=== Section Start ===

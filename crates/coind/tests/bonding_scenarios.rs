//! Bonding requests driven through the server against a fake switch.

mod common;

use coin_coind::bonding::BondingDriver;
use coin_coind::context::Services;
use coin_coind::fabric::FabricManager;
use coin_coind::flows::Priority;
use coin_common::MemoryStore;
use coin_openflow::{
    Action, FlowModCommand, IpPrefix, Message, OfpMatch, PhyPort, SwitchFeatures,
};
use common::{
    mac, FakeFabric, FakeInterfaceManager, FlowTable, Harness, RecordingScheduler, TestSwitch,
};
use pretty_assertions::assert_eq;
use serde_json::json;
use std::net::Ipv4Addr;
use std::sync::Arc;
use std::time::Instant;
use tokio::sync::mpsc;

const BOND_IP: Ipv4Addr = Ipv4Addr::new(10, 0, 0, 5);

fn bond_match(bond_port: u16) -> OfpMatch {
    OfpMatch {
        in_port: Some(bond_port),
        dl_type: Some(0x0800),
        nw_dst: Some(IpPrefix::host(BOND_IP)),
        ..OfpMatch::all()
    }
}

fn slave_match(slave_port: u16) -> OfpMatch {
    OfpMatch {
        in_port: Some(slave_port),
        ..OfpMatch::all()
    }
}

fn bond_request(command: &str, fields: serde_json::Value) -> serde_json::Value {
    let mut request = json!({"type": "coin", "subtype": "ipupbond", "command": command});
    if let (Some(request), Some(fields)) = (request.as_object_mut(), fields.as_object()) {
        request.extend(fields.clone());
    }
    request
}

/// A started bonding server, a switch with `veth0`=1, `eth0`=2, `eth1`=3
/// and a bond `veth0` for 10.0.0.5.
async fn bonded() -> (Harness, TestSwitch) {
    let intf = FakeInterfaceManager::with_links(&[("eth0", mac(0x10)), ("eth1", mac(0x11))]);
    let mut harness = Harness::bonding(intf);
    harness.server.start().await.unwrap();

    let switch = TestSwitch::connect(
        &mut harness.server,
        1,
        &[(1, "veth0"), (2, "eth0"), (3, "eth1")],
    )
    .await;

    let reply = harness
        .control(bond_request("create", json!({"ip-address": "10.0.0.5"})))
        .await
        .unwrap();
    assert_eq!(
        reply,
        json!({"type": "coin", "subtype": "ipupbond", "command": "created", "interface": "veth0"})
    );
    (harness, switch)
}

#[tokio::test]
async fn test_create_attaches_bond_interface() {
    let (harness, switch) = bonded().await;

    assert_eq!(harness.fabric.ports("dp0"), vec!["veth0".to_string()]);
    assert!(harness.intf.ops().contains(&"up veth0".to_string()));
    let bond = harness.server.bonding().bond("veth0").unwrap();
    assert_eq!(bond.ip, BOND_IP);
    assert!(bond.slaves().is_empty());
    // Baseline policy only
    assert_eq!(switch.table.len(), 4);
}

#[tokio::test]
async fn test_create_rejects_bad_address() {
    let (mut harness, _switch) = bonded().await;
    let reply = harness
        .control(bond_request("create", json!({"ip-address": "10.0.0"})))
        .await
        .unwrap();
    assert_eq!(reply["command"], "error");
    assert_eq!(reply["status"], "Unknown IP address 10.0.0");
}

#[tokio::test]
async fn test_unknown_bond_is_an_error() {
    let (mut harness, mut switch) = bonded().await;
    let reply = harness
        .control(bond_request(
            "enslave",
            json!({"bond-interface": "bond9", "interface": "eth0"}),
        ))
        .await
        .unwrap();
    assert_eq!(
        reply,
        json!({
            "type": "coin",
            "subtype": "ipupbond",
            "command": "error",
            "status": "Unknown bond-interface bond9",
        })
    );
    assert_eq!(switch.sync(), 0);
}

#[tokio::test]
async fn test_unknown_interface_and_command() {
    let (mut harness, _switch) = bonded().await;
    let reply = harness
        .control(bond_request(
            "enslave",
            json!({"bond-interface": "veth0", "interface": "wlan7"}),
        ))
        .await
        .unwrap();
    assert_eq!(reply["status"], "Unknown interface wlan7");

    let reply = harness
        .control(bond_request(
            "promote",
            json!({"bond-interface": "veth0", "interface": "eth0"}),
        ))
        .await
        .unwrap();
    assert_eq!(reply["command"], "error");
    assert_eq!(reply["status"], "Unknown command promote");
}

#[tokio::test]
async fn test_enslave_twice_sends_one_flow_mod() {
    let (mut harness, mut switch) = bonded().await;
    let enslave = bond_request(
        "enslave",
        json!({"bond-interface": "veth0", "interface": "eth0"}),
    );

    let reply = harness.control(enslave.clone()).await.unwrap();
    assert_eq!(reply["command"], "enslaved");
    assert_eq!(reply["status"], 0);
    assert_eq!(switch.sync(), 1);

    let fanout = switch
        .table
        .find(&bond_match(1), Priority::Base.value())
        .unwrap();
    assert_eq!(fanout.actions, vec![Action::output(2)]);

    let reply = harness.control(enslave).await.unwrap();
    assert_eq!(reply["command"], "enslaved");
    assert_eq!(reply["status"], "already enslaved, no action done");
    assert_eq!(switch.sync(), 0);
}

#[tokio::test]
async fn test_fanout_covers_every_slave() {
    let (mut harness, mut switch) = bonded().await;
    for interface in ["eth0", "eth1"] {
        harness
            .control(bond_request(
                "enslave",
                json!({"bond-interface": "veth0", "interface": interface}),
            ))
            .await
            .unwrap();
    }
    switch.sync();

    let fanout = switch
        .table
        .find(&bond_match(1), Priority::Base.value())
        .unwrap();
    assert_eq!(fanout.actions, vec![Action::output(2), Action::output(3)]);
    assert_eq!(switch.table.len(), 5);

    let reply = harness
        .control(bond_request(
            "liberate",
            json!({"bond-interface": "veth0", "interface": "eth0"}),
        ))
        .await
        .unwrap();
    assert_eq!(reply["command"], "liberated");
    switch.sync();
    let fanout = switch
        .table
        .find(&bond_match(1), Priority::Base.value())
        .unwrap();
    assert_eq!(fanout.actions, vec![Action::output(3)]);
}

#[tokio::test]
async fn test_active_slave_lifecycle() {
    let (mut harness, mut switch) = bonded().await;
    for interface in ["eth0", "eth1"] {
        harness
            .control(bond_request(
                "enslave",
                json!({"bond-interface": "veth0", "interface": interface}),
            ))
            .await
            .unwrap();
    }
    switch.sync();

    let reply = harness
        .control(bond_request(
            "get-active-slave",
            json!({"bond-interface": "veth0"}),
        ))
        .await
        .unwrap();
    assert_eq!(reply["command"], "got-active-slave");
    assert_eq!(reply["status"], json!(null));

    let reply = harness
        .control(bond_request(
            "set-active-slave",
            json!({"bond-interface": "veth0", "interface": "eth0"}),
        ))
        .await
        .unwrap();
    assert_eq!(reply["status"], 0);
    switch.sync();

    let down = switch
        .table
        .find(&slave_match(2), Priority::Base.value())
        .unwrap();
    assert_eq!(down.actions, vec![Action::output(1)]);
    let up = switch
        .table
        .find(&bond_match(1), Priority::Lowest.value())
        .unwrap();
    assert_eq!(up.actions, vec![Action::output(2)]);

    // Same slave again changes nothing
    let reply = harness
        .control(bond_request(
            "set-active-slave",
            json!({"bond-interface": "veth0", "interface": "eth0"}),
        ))
        .await
        .unwrap();
    assert_eq!(reply["status"], "already active slave, no action done");
    assert_eq!(switch.sync(), 0);

    // Moving to eth1 leaves exactly one directional pair
    harness
        .control(bond_request(
            "set-active-slave",
            json!({"bond-interface": "veth0", "interface": "eth1"}),
        ))
        .await
        .unwrap();
    switch.sync();
    assert!(switch.table.find(&slave_match(2), Priority::Base.value()).is_none());
    assert_eq!(switch.table.from_port(3).len(), 1);
    let up = switch
        .table
        .find(&bond_match(1), Priority::Lowest.value())
        .unwrap();
    assert_eq!(up.actions, vec![Action::output(3)]);

    let reply = harness
        .control(bond_request(
            "get-active-slave",
            json!({"bond-interface": "veth0"}),
        ))
        .await
        .unwrap();
    assert_eq!(reply["status"], "eth1");
}

#[tokio::test]
async fn test_set_active_slave_requires_membership() {
    let (mut harness, _switch) = bonded().await;
    let reply = harness
        .control(bond_request(
            "set-active-slave",
            json!({"bond-interface": "veth0", "interface": "eth1"}),
        ))
        .await
        .unwrap();
    assert_eq!(reply["command"], "set-active-slave");
    assert_eq!(reply["status"], "eth1 is not slave of veth0, make active slave");
}

#[tokio::test]
async fn test_liberate_active_slave_clears_everything() {
    let (mut harness, mut switch) = bonded().await;
    harness
        .control(bond_request(
            "enslave",
            json!({"bond-interface": "veth0", "interface": "eth0"}),
        ))
        .await
        .unwrap();
    harness
        .control(bond_request(
            "set-active-slave",
            json!({"bond-interface": "veth0", "interface": "eth0"}),
        ))
        .await
        .unwrap();
    switch.sync();
    assert_eq!(switch.table.len(), 7);

    let reply = harness
        .control(bond_request(
            "liberate",
            json!({"bond-interface": "veth0", "interface": "eth0"}),
        ))
        .await
        .unwrap();
    assert_eq!(reply["status"], 0);
    switch.sync();

    let bond = harness.server.bonding().bond("veth0").unwrap();
    assert_eq!(bond.active_slave(), None);
    assert!(bond.slaves().is_empty());
    assert_eq!(switch.table.len(), 4);

    let reply = harness
        .control(bond_request(
            "liberate",
            json!({"bond-interface": "veth0", "interface": "eth0"}),
        ))
        .await
        .unwrap();
    assert_eq!(reply["status"], "not enslaved, no action done");
}

#[tokio::test]
async fn test_delete_refuses_bond_with_slaves() {
    let (mut harness, _switch) = bonded().await;
    harness
        .control(bond_request(
            "enslave",
            json!({"bond-interface": "veth0", "interface": "eth0"}),
        ))
        .await
        .unwrap();

    let delete = bond_request("delete", json!({"bond-interface": "veth0"}));
    let reply = harness.control(delete.clone()).await.unwrap();
    assert_eq!(reply["command"], "deleted");
    assert_eq!(reply["status"], "Bond interface has slaves eth0");
    assert!(harness.server.bonding().bond("veth0").is_some());

    harness
        .control(bond_request(
            "liberate",
            json!({"bond-interface": "veth0", "interface": "eth0"}),
        ))
        .await
        .unwrap();
    let reply = harness.control(delete).await.unwrap();
    assert_eq!(reply["status"], 0);
    assert!(harness.server.bonding().bond("veth0").is_none());
    assert!(!harness.intf.has_link("veth0"));
    assert!(harness.fabric.ports("dp0").is_empty());
}

#[tokio::test]
async fn test_enslave_without_switch_changes_nothing() {
    let intf = FakeInterfaceManager::with_links(&[("eth0", mac(0x10))]);
    let mut harness = Harness::bonding(intf);
    harness.server.start().await.unwrap();
    harness
        .control(bond_request("create", json!({"ip-address": "10.0.0.5"})))
        .await
        .unwrap();

    let reply = harness
        .control(bond_request(
            "enslave",
            json!({"bond-interface": "veth0", "interface": "eth0"}),
        ))
        .await
        .unwrap();
    assert_eq!(reply["command"], "error");
    assert_eq!(reply["status"], "No switch connected");
    assert!(harness.server.bonding().bond("veth0").unwrap().slaves().is_empty());
}

#[tokio::test]
async fn test_driver_resetting_same_active_slave_keeps_one_pair() {
    let intf = FakeInterfaceManager::with_links(&[("eth0", mac(0x10)), ("eth1", mac(0x11))]);
    let mut services = Services::new(
        FabricManager::new(Arc::new(FakeFabric::default())),
        Arc::new(intf),
        Arc::new(MemoryStore::new()),
        Arc::new(RecordingScheduler::default()),
    );
    let (tx, mut rx) = mpsc::unbounded_channel();
    services.registry.open(1, tx, Instant::now()).unwrap();
    let features = Message::FeaturesReply(SwitchFeatures {
        datapath_id: 1,
        n_buffers: 0,
        n_tables: 1,
        capabilities: 0,
        actions: 1,
        ports: [(1, "veth0"), (2, "eth0"), (3, "eth1")]
            .into_iter()
            .map(|(no, name)| PhyPort::new(no, name, mac(no as u8)))
            .collect(),
    })
    .encode(2)
    .unwrap();
    services.registry.on_frame(1, &features, Instant::now());

    let mut driver = BondingDriver::new("dp0");
    let mut ctx = services.context();
    let bond = driver.create("10.0.0.5", &mut ctx).await.unwrap();
    assert_eq!(bond, "veth0");
    driver.enslave(&bond, "eth0", &ctx).unwrap();
    driver.set_active_slave(&bond, Some("eth0"), &ctx).unwrap();

    let mut table = FlowTable::default();
    let mut frames = Vec::new();
    while let Ok(frame) = rx.try_recv() {
        frames.push(frame);
    }
    table.apply_all(&frames);
    let before = table.flow_mods;

    // Again, bypassing the request-level check
    driver.set_active_slave(&bond, Some("eth0"), &ctx).unwrap();
    let mut commands = Vec::new();
    while let Ok(frame) = rx.try_recv() {
        if let Ok((_, Message::FlowMod(fm))) = Message::decode(&frame) {
            commands.push(fm.command);
            table.apply(fm);
        }
    }
    assert_eq!(
        commands,
        vec![
            FlowModCommand::DeleteStrict,
            FlowModCommand::DeleteStrict,
            FlowModCommand::Add,
            FlowModCommand::Add,
        ]
    );
    assert_eq!(table.flow_mods, before + 4);

    let down = table.find(&slave_match(2), Priority::Base.value()).unwrap();
    assert_eq!(down.actions, vec![Action::output(1)]);
    assert_eq!(table.from_port(2).len(), 1);
    let ups: Vec<_> = table
        .entries()
        .iter()
        .filter(|e| e.ofp_match == bond_match(1) && e.priority == Priority::Lowest.value())
        .collect();
    assert_eq!(ups.len(), 1);
    assert_eq!(ups[0].actions, vec![Action::output(2)]);
    assert_eq!(driver.active_slave(&bond).unwrap(), Some("eth0"));
}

=== Section End ===

◆ What this task involves
When a line in the material above holds the word "BondingDriver", copy that line.

◆ Answer to this task
use coin_coind::bonding::BondingDriver;
    let mut driver = BondingDriver::new("dp0");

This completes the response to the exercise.